_Goal of the exercise_
Your answer should consist solely of the lines from the first line of the data through the line with "pub struct Sublocation", each reproduced exactly.

(Beginning of Records)

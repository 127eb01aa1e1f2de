use crate::cli::args::{Cli, CompletionCommands};
use crate::utils::errors::Result;
use clap::CommandFactory;
use clap_complete::generate;
use std::io;

const APP_NAME: &str = "zia-locations";

pub fn handle_completion_command(command: &CompletionCommands) -> Result<()> {
    write_completion(command, &mut io::stdout());
    Ok(())
}

pub fn write_completion(command: &CompletionCommands, out: &mut dyn io::Write) {
    let mut cmd = Cli::command();
    generate(command.shell(), &mut cmd, APP_NAME, out);
}
use serde::{Deserialize, Serialize};
use serde_json::{Map, Value};

/// Top-level location as returned by `GET /locations`
#[derive(Debug, Clone, Default, PartialEq, Serialize, Deserialize)]
pub struct Location {
    pub id: i64,
    #[serde(default)]
    pub name: String,
    #[serde(flatten)]
    pub extra: Map<String, Value>,
}

/// Typed view of a VPN credential record
#[derive(Debug, Clone, Default, PartialEq)]
pub struct VpnCredential {
    pub id: Option<i64>,
    pub fqdn: Option<String>,
    pub pre_shared_key: Option<String>,
}

impl VpnCredential {
    pub fn from_record(record: &Map<String, Value>) -> Self {
        Self {
            id: id_field(record),
            fqdn: string_field(record, "fqdn"),
            pre_shared_key: string_field(record, "preSharedKey"),
        }
    }
}

/// Typed view of a sub-location record.
///
/// Built leniently: a wrongly typed value reads as absent instead of
/// rejecting the record.
#[derive(Debug, Clone, Default, PartialEq)]
pub struct Sublocation {
    pub id: Option<i64>,
    pub name: String,
    pub country: Option<String>,
    pub tz: Option<String>,
    pub auth_required: Option<bool>,
    pub surrogate_ip: Option<bool>,
    pub surrogate_ip_enforced_for_known_browsers: Option<bool>,
    pub xff_forward_enabled: Option<bool>,
    pub ip_addresses: Vec<String>,
    pub profile: Option<String>,
}

impl Sublocation {
    pub fn from_record(record: &Map<String, Value>) -> Self {
        Self {
            id: id_field(record),
            name: string_field(record, "name").unwrap_or_default(),
            country: string_field(record, "country"),
            tz: string_field(record, "tz"),
            auth_required: bool_field(record, "authRequired"),
            surrogate_ip: bool_field(record, "surrogateIP"),
            surrogate_ip_enforced_for_known_browsers: bool_field(
                record,
                "surrogateIPEnforcedForKnownBrowsers",
            ),
            xff_forward_enabled: bool_field(record, "xffForwardEnabled"),
            ip_addresses: string_list_field(record, "ipAddresses"),
            profile: string_field(record, "profile"),
        }
    }

    /// Whether the update workflow should patch this sub-location
    pub fn needs_update(&self, marker: &str) -> bool {
        self.name.contains(marker) && self.auth_required == Some(true)
    }
}

fn id_field(record: &Map<String, Value>) -> Option<i64> {
    match record.get("id")? {
        Value::Number(n) => n.as_i64(),
        Value::String(s) => s.parse().ok(),
        _ => None,
    }
}

fn string_field(record: &Map<String, Value>, key: &str) -> Option<String> {
    record.get(key).and_then(Value::as_str).map(str::to_string)
}

fn bool_field(record: &Map<String, Value>, key: &str) -> Option<bool> {
    record.get(key).and_then(Value::as_bool)
}

/// Non-lists read as empty; non-string entries are rendered as JSON
fn string_list_field(record: &Map<String, Value>, key: &str) -> Vec<String> {
    match record.get(key) {
        Some(Value::Array(items)) => items
            .iter()
            .filter_map(|item| match item {
                Value::String(s) => Some(s.clone()),
                Value::Null => None,
                other => Some(other.to_string()),
            })
            .collect(),
        _ => Vec::new(),
    }
}

/// Everything gathered for one location during an export.
///
/// Credentials and sub-locations are kept exactly as the API returned them.
#[derive(Debug, Clone, Default, PartialEq, Serialize, Deserialize)]
pub struct LocationReport {
    pub location_id: i64,
    pub location_name: String,
    pub location_detail: Map<String, Value>,
    pub vpn_credentials: Vec<Map<String, Value>>,
    pub sublocations: Vec<Map<String, Value>>,
}

impl LocationReport {
    pub fn vpn_credential_views(&self) -> Vec<VpnCredential> {
        self.vpn_credentials
            .iter()
            .map(VpnCredential::from_record)
            .collect()
    }

    pub fn sublocation_views(&self) -> Vec<Sublocation> {
        self.sublocations.iter().map(Sublocation::from_record).collect()
    }
}

#[cfg(test)]
mod tests {
    use super::*;
    use serde_json::json;

    fn record(value: Value) -> Map<String, Value> {
        match value {
            Value::Object(map) => map,
            _ => panic!("test records must be objects"),
        }
    }

    #[test]
    fn test_sublocation_wire_names() {
        let sub = Sublocation::from_record(&record(json!({
            "id": 42,
            "name": "Whitelist-HQ",
            "tz": "FRANCE_EUROPE_PARIS",
            "authRequired": true,
            "surrogateIP": false,
            "surrogateIPEnforcedForKnownBrowsers": true,
            "xffForwardEnabled": true,
            "ipAddresses": ["10.0.0.1-10.0.0.9"],
            "profile": "GUESTWIFI",
            "parentId": 7
        })));

        assert_eq!(sub.id, Some(42));
        assert_eq!(sub.auth_required, Some(true));
        assert_eq!(sub.surrogate_ip, Some(false));
        assert_eq!(sub.surrogate_ip_enforced_for_known_browsers, Some(true));
        assert_eq!(sub.xff_forward_enabled, Some(true));
        assert_eq!(sub.ip_addresses, vec!["10.0.0.1-10.0.0.9"]);
        assert_eq!(sub.profile.as_deref(), Some("GUESTWIFI"));
        assert_eq!(sub.country, None);
    }

    #[test]
    fn test_wrongly_typed_values_read_as_absent() {
        let sub = Sublocation::from_record(&record(json!({
            "id": 12,
            "name": null,
            "country": 7,
            "tz": 5,
            "authRequired": "yes",
            "ipAddresses": "10.0.0.1"
        })));

        assert_eq!(sub.id, Some(12));
        assert_eq!(sub.name, "");
        assert_eq!(sub.country, None);
        assert_eq!(sub.tz, None);
        assert_eq!(sub.auth_required, None);
        assert!(sub.ip_addresses.is_empty());
    }

    #[test]
    fn test_ip_addresses_keep_non_string_entries() {
        let sub = Sublocation::from_record(&record(json!({
            "id": 1,
            "ipAddresses": ["10.0.0.1", null, 3]
        })));
        assert_eq!(sub.ip_addresses, vec!["10.0.0.1", "3"]);
    }

    #[test]
    fn test_needs_update() {
        let mut sub = Sublocation {
            id: Some(1),
            name: "Whitelist-HQ".into(),
            auth_required: Some(true),
            ..Default::default()
        };
        assert!(sub.needs_update("Whitelist"));

        sub.auth_required = None;
        assert!(!sub.needs_update("Whitelist"));

        sub.name = "Branch-Office".into();
        sub.auth_required = Some(true);
        assert!(!sub.needs_update("Whitelist"));
    }

    #[test]
    fn test_vpn_credential_wire_names() {
        let cred = VpnCredential::from_record(&record(json!({
            "id": 5,
            "type": "UFQDN",
            "fqdn": "paris@example.com",
            "preSharedKey": "s3cret"
        })));
        assert_eq!(cred.id, Some(5));
        assert_eq!(cred.fqdn.as_deref(), Some("paris@example.com"));
        assert_eq!(cred.pre_shared_key.as_deref(), Some("s3cret"));
    }

    #[test]
    fn test_report_keeps_raw_records() {
        let raw = record(json!({"id": 11, "name": "Guest", "ipAddresses": null}));
        let report = LocationReport {
            location_id: 1,
            location_name: "Paris".into(),
            sublocations: vec![raw.clone()],
            ..Default::default()
        };

        let value = serde_json::to_value(&report).unwrap();
        assert_eq!(value["sublocations"][0], Value::Object(raw));
        assert_eq!(report.sublocation_views()[0].name, "Guest");
    }
}
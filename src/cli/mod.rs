pub mod args;
pub mod commands;
pub mod completions;

pub use args::Cli;
pub use commands::handle_command;
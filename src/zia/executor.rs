//! Resilient request execution against the ZIA API.
//!
//! Every HTTP call of a run goes through [`RequestExecutor::execute`], which
//! backs off exponentially on HTTP 429, retries other failures up to the
//! policy budget and reports a 404 on optional resources as absent data.

use crate::utils::errors::{Result, ZiaCliError};
use async_trait::async_trait;
use reqwest::{Client, Method};
use serde::{Deserialize, Serialize};
use serde_json::Value;
use std::time::Duration;

const STATUS_NOT_FOUND: u16 = 404;
const STATUS_TOO_MANY_REQUESTS: u16 = 429;

/// Status and body of a completed HTTP exchange
#[derive(Debug, Clone)]
pub struct RawResponse {
    pub status: u16,
    pub body: String,
}

impl RawResponse {
    pub fn new(status: u16, body: impl Into<String>) -> Self {
        Self {
            status,
            body: body.into(),
        }
    }

    pub fn is_success(&self) -> bool {
        (200..300).contains(&self.status)
    }
}

/// Sends a single request without any retry logic
#[async_trait]
pub trait Transport: Send + Sync {
    async fn send(&self, method: Method, url: &str, body: Option<&Value>) -> Result<RawResponse>;
}

/// Production transport backed by `reqwest`
pub struct HttpTransport {
    client: Client,
}

impl HttpTransport {
    pub fn new(client: Client) -> Self {
        Self { client }
    }
}

#[async_trait]
impl Transport for HttpTransport {
    async fn send(&self, method: Method, url: &str, body: Option<&Value>) -> Result<RawResponse> {
        let mut request = self.client.request(method, url);
        if let Some(payload) = body {
            request = request
                .header("Content-Type", "application/json")
                .json(payload);
        }

        let response = request.send().await?;
        let status = response.status().as_u16();
        let body = response.text().await?;

        Ok(RawResponse { status, body })
    }
}

/// Retry behaviour for one run
#[derive(Debug, Clone, PartialEq, Serialize, Deserialize)]
#[serde(default)]
pub struct RetryPolicy {
    /// Retries after the first call
    pub max_retries: u32,
    /// Backoff base for rate-limited calls
    #[serde(with = "duration_secs")]
    pub base_delay: Duration,
    /// Pause before retrying any other failure
    #[serde(with = "duration_secs")]
    pub error_delay: Duration,
    /// Whether 4xx statuses other than 429 are worth retrying
    pub retry_client_errors: bool,
}

impl Default for RetryPolicy {
    fn default() -> Self {
        Self {
            max_retries: 4,
            base_delay: Duration::from_secs(10),
            error_delay: Duration::from_secs(1),
            retry_client_errors: true,
        }
    }
}

impl RetryPolicy {
    /// Delay before retry `attempt` (0-based) after a rate-limited response
    pub fn backoff_delay(&self, attempt: u32) -> Duration {
        self.base_delay.saturating_mul(2u32.saturating_pow(attempt))
    }

    pub fn max_attempts(&self) -> u32 {
        self.max_retries.saturating_add(1)
    }

    fn should_retry(&self, error: &ZiaCliError) -> bool {
        self.retry_client_errors || !error.is_client_error()
    }
}

mod duration_secs {
    use serde::{Deserialize, Deserializer, Serializer};
    use std::time::Duration;

    pub fn serialize<S: Serializer>(value: &Duration, serializer: S) -> Result<S::Ok, S::Error> {
        serializer.serialize_f64(value.as_secs_f64())
    }

    pub fn deserialize<'de, D: Deserializer<'de>>(deserializer: D) -> Result<Duration, D::Error> {
        let secs = f64::deserialize(deserializer)?;
        Duration::try_from_secs_f64(secs).map_err(serde::de::Error::custom)
    }
}

/// A single logical API call
#[derive(Debug, Clone)]
pub struct ApiRequest {
    pub method: Method,
    pub url: String,
    pub body: Option<Value>,
    /// A 404 means "no data" rather than a failure
    pub absent_ok: bool,
    /// 4xx statuses other than 429 are final whatever the policy says
    pub fail_fast: bool,
}

impl ApiRequest {
    pub fn get(url: impl Into<String>) -> Self {
        Self {
            method: Method::GET,
            url: url.into(),
            body: None,
            absent_ok: false,
            fail_fast: false,
        }
    }

    pub fn put(url: impl Into<String>, body: Value) -> Self {
        Self {
            method: Method::PUT,
            url: url.into(),
            body: Some(body),
            absent_ok: false,
            fail_fast: false,
        }
    }

    pub fn post(url: impl Into<String>, body: Option<Value>) -> Self {
        Self {
            method: Method::POST,
            url: url.into(),
            body,
            absent_ok: false,
            fail_fast: false,
        }
    }

    pub fn delete(url: impl Into<String>) -> Self {
        Self {
            method: Method::DELETE,
            url: url.into(),
            body: None,
            absent_ok: false,
            fail_fast: false,
        }
    }

    /// Mark the target as an optional sub-resource
    pub fn optional(mut self) -> Self {
        self.absent_ok = true;
        self
    }

    /// Never retry a client error on this request
    pub fn fail_fast(mut self) -> Self {
        self.fail_fast = true;
        self
    }
}

pub struct RequestExecutor<T: Transport> {
    transport: T,
    policy: RetryPolicy,
}

impl<T: Transport> RequestExecutor<T> {
    pub fn new(transport: T, policy: RetryPolicy) -> Self {
        Self { transport, policy }
    }

    pub fn policy(&self) -> &RetryPolicy {
        &self.policy
    }

    pub fn transport(&self) -> &T {
        &self.transport
    }

    /// Run a request to completion.
    ///
    /// Returns `Ok(None)` only for a 404 on an optional request. An empty
    /// success body is reported as `Value::Null`.
    pub async fn execute(&self, request: &ApiRequest) -> Result<Option<Value>> {
        let max_attempts = self.policy.max_attempts();
        let mut last_error = ZiaCliError::RateLimited;

        for attempt in 0..max_attempts {
            let has_next = attempt + 1 < max_attempts;
            let outcome = self
                .transport
                .send(request.method.clone(), &request.url, request.body.as_ref())
                .await;

            let response = match outcome {
                Ok(response) => response,
                Err(e) => {
                    tracing::warn!(
                        "{} {} failed (attempt {}/{max_attempts}): {e}",
                        request.method,
                        request.url,
                        attempt + 1
                    );
                    last_error = e;
                    if has_next {
                        tokio::time::sleep(self.policy.error_delay).await;
                    }
                    continue;
                }
            };

            if response.status == STATUS_TOO_MANY_REQUESTS {
                last_error = ZiaCliError::RateLimited;
                if has_next {
                    let delay = self.policy.backoff_delay(attempt);
                    tracing::warn!(
                        "Rate limit hit on {} (attempt {}/{max_attempts}), waiting {:?}",
                        request.url,
                        attempt + 1,
                        delay
                    );
                    tokio::time::sleep(delay).await;
                }
                continue;
            }

            if response.status == STATUS_NOT_FOUND && request.absent_ok {
                tracing::debug!("{} not present, treating as empty", request.url);
                return Ok(None);
            }

            if response.is_success() {
                return parse_body(&response.body).map(Some);
            }

            let error = ZiaCliError::Api {
                status: response.status,
                body: response.body,
            };
            let definitive = request.fail_fast && error.is_client_error();
            if definitive || !self.policy.should_retry(&error) {
                return Err(error);
            }
            tracing::warn!(
                "{} {} failed (attempt {}/{max_attempts}): {error}",
                request.method,
                request.url,
                attempt + 1
            );
            last_error = error;
            if has_next {
                tokio::time::sleep(self.policy.error_delay).await;
            }
        }

        Err(ZiaCliError::RetriesExhausted {
            method: request.method.to_string(),
            url: request.url.clone(),
            attempts: max_attempts,
            last: Box::new(last_error),
        })
    }
}

fn parse_body(body: &str) -> Result<Value> {
    if body.trim().is_empty() {
        return Ok(Value::Null);
    }
    Ok(serde_json::from_str(body)?)
}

(End of Records)

_Task result_
repository 127eb01aa1e1f2de
use crate::cli::args::{Cli, CompletionCommands};
use crate::utils::errors::Result;
use clap::CommandFactory;
use clap_complete::generate;
use std::io;

const APP_NAME: &str = "zia-locations";

pub fn handle_completion_command(command: &CompletionCommands) -> Result<()> {
    write_completion(command, &mut io::stdout());
    Ok(())
}

pub fn write_completion(command: &CompletionCommands, out: &mut dyn io::Write) {
    let mut cmd = Cli::command();
    generate(command.shell(), &mut cmd, APP_NAME, out);
}
use serde::{Deserialize, Serialize};
use serde_json::{Map, Value};

/// Top-level location as returned by `GET /locations`
#[derive(Debug, Clone, Default, PartialEq, Serialize, Deserialize)]
pub struct Location {
    pub id: i64,
    #[serde(default)]
    pub name: String,
    #[serde(flatten)]
    pub extra: Map<String, Value>,
}

/// Typed view of a VPN credential record
#[derive(Debug, Clone, Default, PartialEq)]
pub struct VpnCredential {
    pub id: Option<i64>,
    pub fqdn: Option<String>,
    pub pre_shared_key: Option<String>,
}

impl VpnCredential {
    pub fn from_record(record: &Map<String, Value>) -> Self {
        Self {
            id: id_field(record),
            fqdn: string_field(record, "fqdn"),
            pre_shared_key: string_field(record, "preSharedKey"),
        }
    }
}

/// Typed view of a sub-location record.
///
/// Built leniently: a wrongly typed value reads as absent instead of
/// rejecting the record.
#[derive(Debug, Clone, Default, PartialEq)]
pub struct Sublocation {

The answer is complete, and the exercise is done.